The purpose of the review was to assess firms’ compliance with the suitability requirements under MiFID II by simultaneously conducting supervisory activities throughout the EU/EEA. The findings, which are highlighted in ESMA’s recent public statement, incorporate the findings from the Central Bank’s own supervisory analysis, and engagement with other National Competent Authorities (NCAs).
When providing investment advice and/or portfolio management, Firms are required to take all reasonable steps to ensure that a client’s investments align to their objectives and personal circumstances. This is a key measure to protect investors from the risk of purchasing unsuitable products.
The review identified evidence of positive practices, particularly where firms took a personalised and comprehensive approach to suitability assessments for their clients. However, it also identified instances where further action is required by firms. For example:
- Firms need to take a more client focused approach, using tailored suitability assessments specific to their businesses and the needs and circumstances of their clients.
- Firms must improve their assessment of clients’ knowledge and experience, financial situation and investment objectives, particularly information relating to clients’ financial situation and their capacity to withstand losses.
- Firms must ensure suitability reports are sufficiently detailed and personalised to clients’ objectives and individual circumstances.
- There is particular concern at the quality of firms’ oversight of cases where a client insists on proceeding with the transaction at their own initiative against the firm’s suitability advice. In such a case, clients should be clearly informed that the transaction is not considered by the firm to be suitable, including a clear explanation of the potential risks involved if the client proceeds.

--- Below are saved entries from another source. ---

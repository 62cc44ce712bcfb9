use criterion::{BenchmarkId, Criterion, black_box, criterion_group, criterion_main};
use empiredb::prelude::*;
use empiredb::{dbms, ParamMode};

/// A table with `n` integer columns `C0..Cn`.
fn wide_table(n: usize) -> (Table, Vec<ColumnRef>) {
    let mut t = Table::new("T");
    let cols = (0..n)
        .map(|i| t.add_column(TableColumn::new(format!("C{i}"), DataType::Integer, 4)))
        .collect();
    (t, cols)
}

/// SELECT C0, C1, ... FROM T WHERE C0 = $1 AND C1 = $2 ...
fn build_command(cols: &[ColumnRef], mode: ParamMode) -> Command {
    let mut cmd = Command::new(dbms::postgres());
    cmd.param_mode(mode).select(cols);
    for (i, col) in cols.iter().enumerate() {
        cmd.and_where(col.eq(i as i64));
    }
    cmd
}

fn bench_build_select(c: &mut Criterion) {
    let mut group = c.benchmark_group("sql_builder/build_select");

    for n in [1, 5, 10, 50, 100] {
        let (_, cols) = wide_table(n);
        let cmd = build_command(&cols, ParamMode::Prepared);
        group.bench_with_input(BenchmarkId::from_parameter(n), &cmd, |b, cmd| {
            b.iter(|| black_box(cmd.build_select()));
        });
    }

    group.finish();
}

fn bench_build_literal(c: &mut Criterion) {
    let mut group = c.benchmark_group("sql_builder/build_literal");

    for n in [1, 10, 100] {
        let (_, cols) = wide_table(n);
        let cmd = build_command(&cols, ParamMode::Literal);
        group.bench_with_input(BenchmarkId::from_parameter(n), &cmd, |b, cmd| {
            b.iter(|| black_box(cmd.build_select()));
        });
    }

    group.finish();
}

fn bench_join_and_functions(c: &mut Criterion) {
    let mut departments = Table::new("DEPARTMENTS");
    let dep_id = departments.add_column(TableColumn::new("ID", DataType::Integer, 4));
    let dep_name = departments.add_column(TableColumn::new("NAME", DataType::Varchar, 40));
    let mut employees = Table::new("EMPLOYEES");
    let emp_dep = employees.add_column(TableColumn::new("DEP_ID", DataType::Integer, 4));
    let emp_name = employees.add_column(TableColumn::new("NAME", DataType::Varchar, 40));

    let mut cmd = Command::new(dbms::postgres());
    cmd.select_expr(emp_name.upper().alias("UNAME"))
        .select_expr(dep_name.substring(3))
        .join(&emp_dep, &dep_id, JoinKind::Inner)
        .and_where(emp_name.like("A%"))
        .order_by(OrderBy::asc(dep_name.to_expr()))
        .limit_rows(20);

    c.bench_function("sql_builder/join_and_functions", |b| {
        b.iter(|| black_box(cmd.build_select()));
    });
}

criterion_group!(
    benches,
    bench_build_select,
    bench_build_literal,
    bench_join_and_functions
);
criterion_main!(benches);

The Central Bank will continue to engage with firms where specific supervisory actions have been imposed, which require firms to take specific action on foot of our findings.

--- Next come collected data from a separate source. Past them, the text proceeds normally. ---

/// Expression builder methods shared by column handles and expressions.
pub trait SqlExpr {
    fn to_expr(&self) -> ColumnExpr;

    /// Apply `phrase` with this expression as operand.
    fn func(&self, phrase: Phrase, args: Vec<ColumnExpr>, data_type: DataType) -> ColumnExpr {
        ColumnExpr::func(phrase, Some(self.to_expr()), args, data_type)
    }

    #[doc(hidden)]
    fn same_type_func(&self, phrase: Phrase, args: Vec<ColumnExpr>) -> ColumnExpr {
        let expr = self.to_expr();
        let data_type = match expr.data_type() {
            DataType::AutoInc => DataType::Integer,
            other => other,
        };
        ColumnExpr::func(phrase, Some(expr), args, data_type)
    }

    fn alias(&self, alias: impl Into<String>) -> ColumnExpr {
        ColumnExpr::Alias {
            expr: Box::new(self.to_expr()),
            alias: alias.into(),
        }
    }

    fn upper(&self) -> ColumnExpr {
        self.same_type_func(Phrase::SQL_FUNC_UPPER, Vec::new())
    }

    fn lower(&self) -> ColumnExpr {
        self.same_type_func(Phrase::SQL_FUNC_LOWER, Vec::new())
    }

    fn trim(&self) -> ColumnExpr {
        self.same_type_func(Phrase::SQL_FUNC_TRIM, Vec::new())
    }

    fn trim_left(&self) -> ColumnExpr {
        self.same_type_func(Phrase::SQL_FUNC_LTRIM, Vec::new())
    }

    fn trim_right(&self) -> ColumnExpr {
        self.same_type_func(Phrase::SQL_FUNC_RTRIM, Vec::new())
    }

    fn reverse(&self) -> ColumnExpr {
        self.same_type_func(Phrase::SQL_FUNC_REVERSE, Vec::new())
    }

    fn length(&self) -> ColumnExpr {
        self.func(Phrase::SQL_FUNC_LENGTH, Vec::new(), DataType::Integer)
    }

    /// `substring` from a 1-based position.
    fn substring(&self, pos: impl IntoExpr) -> ColumnExpr {
        self.func(Phrase::SQL_FUNC_SUBSTRING, vec![pos.into_expr()], DataType::Varchar)
    }

    fn substring_len(&self, pos: impl IntoExpr, len: impl IntoExpr) -> ColumnExpr {
        self.func(
            Phrase::SQL_FUNC_SUBSTRINGEX,
            vec![pos.into_expr(), len.into_expr()],
            DataType::Varchar,
        )
    }

    fn replace(&self, from: impl IntoExpr, to: impl IntoExpr) -> ColumnExpr {
        self.same_type_func(Phrase::SQL_FUNC_REPLACE, vec![from.into_expr(), to.into_expr()])
    }

    /// 1-based position of `needle`, 0 when absent.
    fn index_of(&self, needle: impl IntoExpr) -> ColumnExpr {
        self.func(Phrase::SQL_FUNC_STRINDEX, vec![needle.into_expr()], DataType::Integer)
    }

    fn index_of_from(&self, needle: impl IntoExpr, from: impl IntoExpr) -> ColumnExpr {
        self.func(
            Phrase::SQL_FUNC_STRINDEXFROM,
            vec![needle.into_expr(), from.into_expr()],
            DataType::Integer,
        )
    }

    fn coalesce(&self, fallback: impl IntoExpr) -> ColumnExpr {
        self.same_type_func(Phrase::SQL_FUNC_COALESCE, vec![fallback.into_expr()])
    }

    fn abs(&self) -> ColumnExpr {
        self.same_type_func(Phrase::SQL_FUNC_ABS, Vec::new())
    }

    fn ceiling(&self) -> ColumnExpr {
        self.same_type_func(Phrase::SQL_FUNC_CEILING, Vec::new())
    }

    fn floor(&self) -> ColumnExpr {
        self.same_type_func(Phrase::SQL_FUNC_FLOOR, Vec::new())
    }

    fn round(&self, decimals: i32) -> ColumnExpr {
        self.same_type_func(Phrase::SQL_FUNC_ROUND, vec![ColumnExpr::value(decimals)])
    }

    fn trunc(&self, decimals: i32) -> ColumnExpr {
        self.same_type_func(Phrase::SQL_FUNC_TRUNC, vec![ColumnExpr::value(decimals)])
    }

    fn modulo(&self, divisor: impl IntoExpr) -> ColumnExpr {
        self.same_type_func(Phrase::SQL_FUNC_MODULO, vec![divisor.into_expr()])
    }

    /// Dialect-specific formatting with a format string.
    fn format(&self, format: &str) -> ColumnExpr {
        self.func(Phrase::SQL_FUNC_FORMAT, vec![ColumnExpr::value(format)], DataType::Varchar)
    }

    fn day(&self) -> ColumnExpr {
        self.func(Phrase::SQL_FUNC_DAY, Vec::new(), DataType::Integer)
    }

    fn month(&self) -> ColumnExpr {
        self.func(Phrase::SQL_FUNC_MONTH, Vec::new(), DataType::Integer)
    }

    fn year(&self) -> ColumnExpr {
        self.func(Phrase::SQL_FUNC_YEAR, Vec::new(), DataType::Integer)
    }

    fn sum(&self) -> ColumnExpr {
        self.same_type_func(Phrase::SQL_FUNC_SUM, Vec::new())
    }

    fn max(&self) -> ColumnExpr {
        self.same_type_func(Phrase::SQL_FUNC_MAX, Vec::new())
    }

    fn min(&self) -> ColumnExpr {
        self.same_type_func(Phrase::SQL_FUNC_MIN, Vec::new())
    }

    fn avg(&self) -> ColumnExpr {
        self.func(Phrase::SQL_FUNC_AVG, Vec::new(), DataType::Decimal)
    }

    fn count(&self) -> ColumnExpr {
        self.func(Phrase::SQL_FUNC_COUNT, Vec::new(), DataType::Integer)
    }

    /// String aggregation with a separator.
    fn string_agg(&self, separator: &str) -> ColumnExpr {
        self.func(Phrase::SQL_FUNC_STRAGG, vec![ColumnExpr::value(separator)], DataType::Varchar)
    }

    fn calc(&self, op: CalcOp, other: impl IntoExpr) -> ColumnExpr {
        ColumnExpr::Calc {
            op,
            left: Box::new(self.to_expr()),
            right: Box::new(other.into_expr()),
        }
    }

    fn plus(&self, other: impl IntoExpr) -> ColumnExpr {
        self.calc(CalcOp::Add, other)
    }

    fn minus(&self, other: impl IntoExpr) -> ColumnExpr {
        self.calc(CalcOp::Sub, other)
    }

    fn multiply_with(&self, other: impl IntoExpr) -> ColumnExpr {
        self.calc(CalcOp::Mul, other)
    }

    fn divide_by(&self, other: impl IntoExpr) -> ColumnExpr {
        self.calc(CalcOp::Div, other)
    }

    /// Concatenate `other` after this expression.
    fn append(&self, other: impl IntoExpr) -> ColumnExpr {
        let mut items = match self.to_expr() {
            ColumnExpr::Concat(items) => items,
            expr => vec![expr],
        };
        items.push(other.into_expr());
        ColumnExpr::Concat(items)
    }

    fn convert_to(&self, to: DataType) -> ColumnExpr {
        ColumnExpr::Convert {
            expr: Box::new(self.to_expr()),
            to,
            format: None,
        }
    }

    fn convert_to_format(&self, to: DataType, format: impl Into<String>) -> ColumnExpr {
        ColumnExpr::Convert {
            expr: Box::new(self.to_expr()),
            to,
            format: Some(format.into()),
        }
    }

    /// Map values: `case X when a then b ... end` (or the dialect's decode form).
    fn decode<I, K, V>(&self, pairs: I) -> ColumnExpr
    where
        I: IntoIterator<Item = (K, V)>,
        K: IntoExpr,
        V: IntoExpr,
    {
        ColumnExpr::Case {
            operand: Box::new(self.to_expr()),
            whens: pairs
                .into_iter()
                .map(|(k, v)| (k.into_expr(), v.into_expr()))
                .collect(),
            otherwise: None,
        }
    }

    fn decode_else<I, K, V>(&self, pairs: I, otherwise: impl IntoExpr) -> ColumnExpr
    where
        I: IntoIterator<Item = (K, V)>,
        K: IntoExpr,
        V: IntoExpr,
    {
        match self.decode(pairs) {
            ColumnExpr::Case { operand, whens, .. } => ColumnExpr::Case {
                operand,
                whens,
                otherwise: Some(Box::new(otherwise.into_expr())),
            },
            other => other,
        }
    }

    fn cmp(&self, op: CompareOp, value: impl IntoExpr) -> CompareExpr {
        CompareExpr::new(self.to_expr(), op, CompareValue::Single(value.into_expr()))
    }

    /// Equality; a null value renders `IS NULL`.
    fn is(&self, value: impl IntoExpr) -> CompareExpr {
        self.cmp(CompareOp::Eq, value)
    }

    fn eq(&self, value: impl IntoExpr) -> CompareExpr {
        self.cmp(CompareOp::Eq, value)
    }

    fn not_eq(&self, value: impl IntoExpr) -> CompareExpr {
        self.cmp(CompareOp::NotEq, value)
    }

    fn less(&self, value: impl IntoExpr) -> CompareExpr {
        self.cmp(CompareOp::Less, value)
    }

    fn less_or_eq(&self, value: impl IntoExpr) -> CompareExpr {
        self.cmp(CompareOp::LessOrEq, value)
    }

    fn greater(&self, value: impl IntoExpr) -> CompareExpr {
        self.cmp(CompareOp::Greater, value)
    }

    fn greater_or_eq(&self, value: impl IntoExpr) -> CompareExpr {
        self.cmp(CompareOp::GreaterOrEq, value)
    }

    fn like(&self, pattern: impl IntoExpr) -> CompareExpr {
        self.cmp(CompareOp::Like, pattern)
    }

    fn not_like(&self, pattern: impl IntoExpr) -> CompareExpr {
        self.cmp(CompareOp::NotLike, pattern)
    }

    fn is_null(&self) -> CompareExpr {
        CompareExpr::new(self.to_expr(), CompareOp::IsNull, CompareValue::None)
    }

    fn is_not_null(&self) -> CompareExpr {
        CompareExpr::new(self.to_expr(), CompareOp::IsNotNull, CompareValue::None)
    }

    fn between(&self, low: impl IntoExpr, high: impl IntoExpr) -> CompareExpr {
        CompareExpr::new(
            self.to_expr(),
            CompareOp::Between,
            CompareValue::Range(low.into_expr(), high.into_expr()),
        )
    }

    fn not_between(&self, low: impl IntoExpr, high: impl IntoExpr) -> CompareExpr {
        CompareExpr::new(
            self.to_expr(),
            CompareOp::NotBetween,
            CompareValue::Range(low.into_expr(), high.into_expr()),
        )
    }

    fn in_list<I, T>(&self, values: I) -> CompareExpr
    where
        I: IntoIterator<Item = T>,
        T: IntoExpr,
    {
        CompareExpr::new(
            self.to_expr(),
            CompareOp::In,
            CompareValue::List(values.into_iter().map(IntoExpr::into_expr).collect()),
        )
    }

    fn not_in<I, T>(&self, values: I) -> CompareExpr
    where
        I: IntoIterator<Item = T>,
        T: IntoExpr,
    {
        CompareExpr::new(
            self.to_expr(),
            CompareOp::NotIn,
            CompareValue::List(values.into_iter().map(IntoExpr::into_expr).collect()),
        )
    }

    fn in_query(&self, cmd: Command) -> CompareExpr {
        CompareExpr::new(self.to_expr(), CompareOp::In, CompareValue::SubQuery(Box::new(cmd)))
    }

    fn asc(&self) -> OrderBy {
        OrderBy::asc(self.to_expr())
    }

    fn desc(&self) -> OrderBy {
        OrderBy::desc(self.to_expr())
    }
}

In addition, the Central Bank is requiring all Irish authorised MiFID firms and credit institutions, who provide portfolio management and advisory services to retail clients, to conduct a thorough review of their individual sales practices and suitability arrangements. This review must be documented and must include details of actions taken to address findings in the ESMA public statement and this letter. This review should be completed, and an action plan discussed and approved by the board of each firm, by end of Q1 2022.
Director of Consumer Protection, Colm Kincaid, said: “Investing in an unsuitable investment product can lead to unexpected losses, which can have devastating consequences for individual investors and their families. Regulated firms play a key role in protecting consumers against this risk.
“However, the findings from this review show that regulated firms need to improve their performance when it comes to assessing the suitability of investment products they recommend or advise consumers to purchase. These assessments must be of high quality, based on a good understanding of the customer’s circumstances and capacity for financial loss, and properly documented.”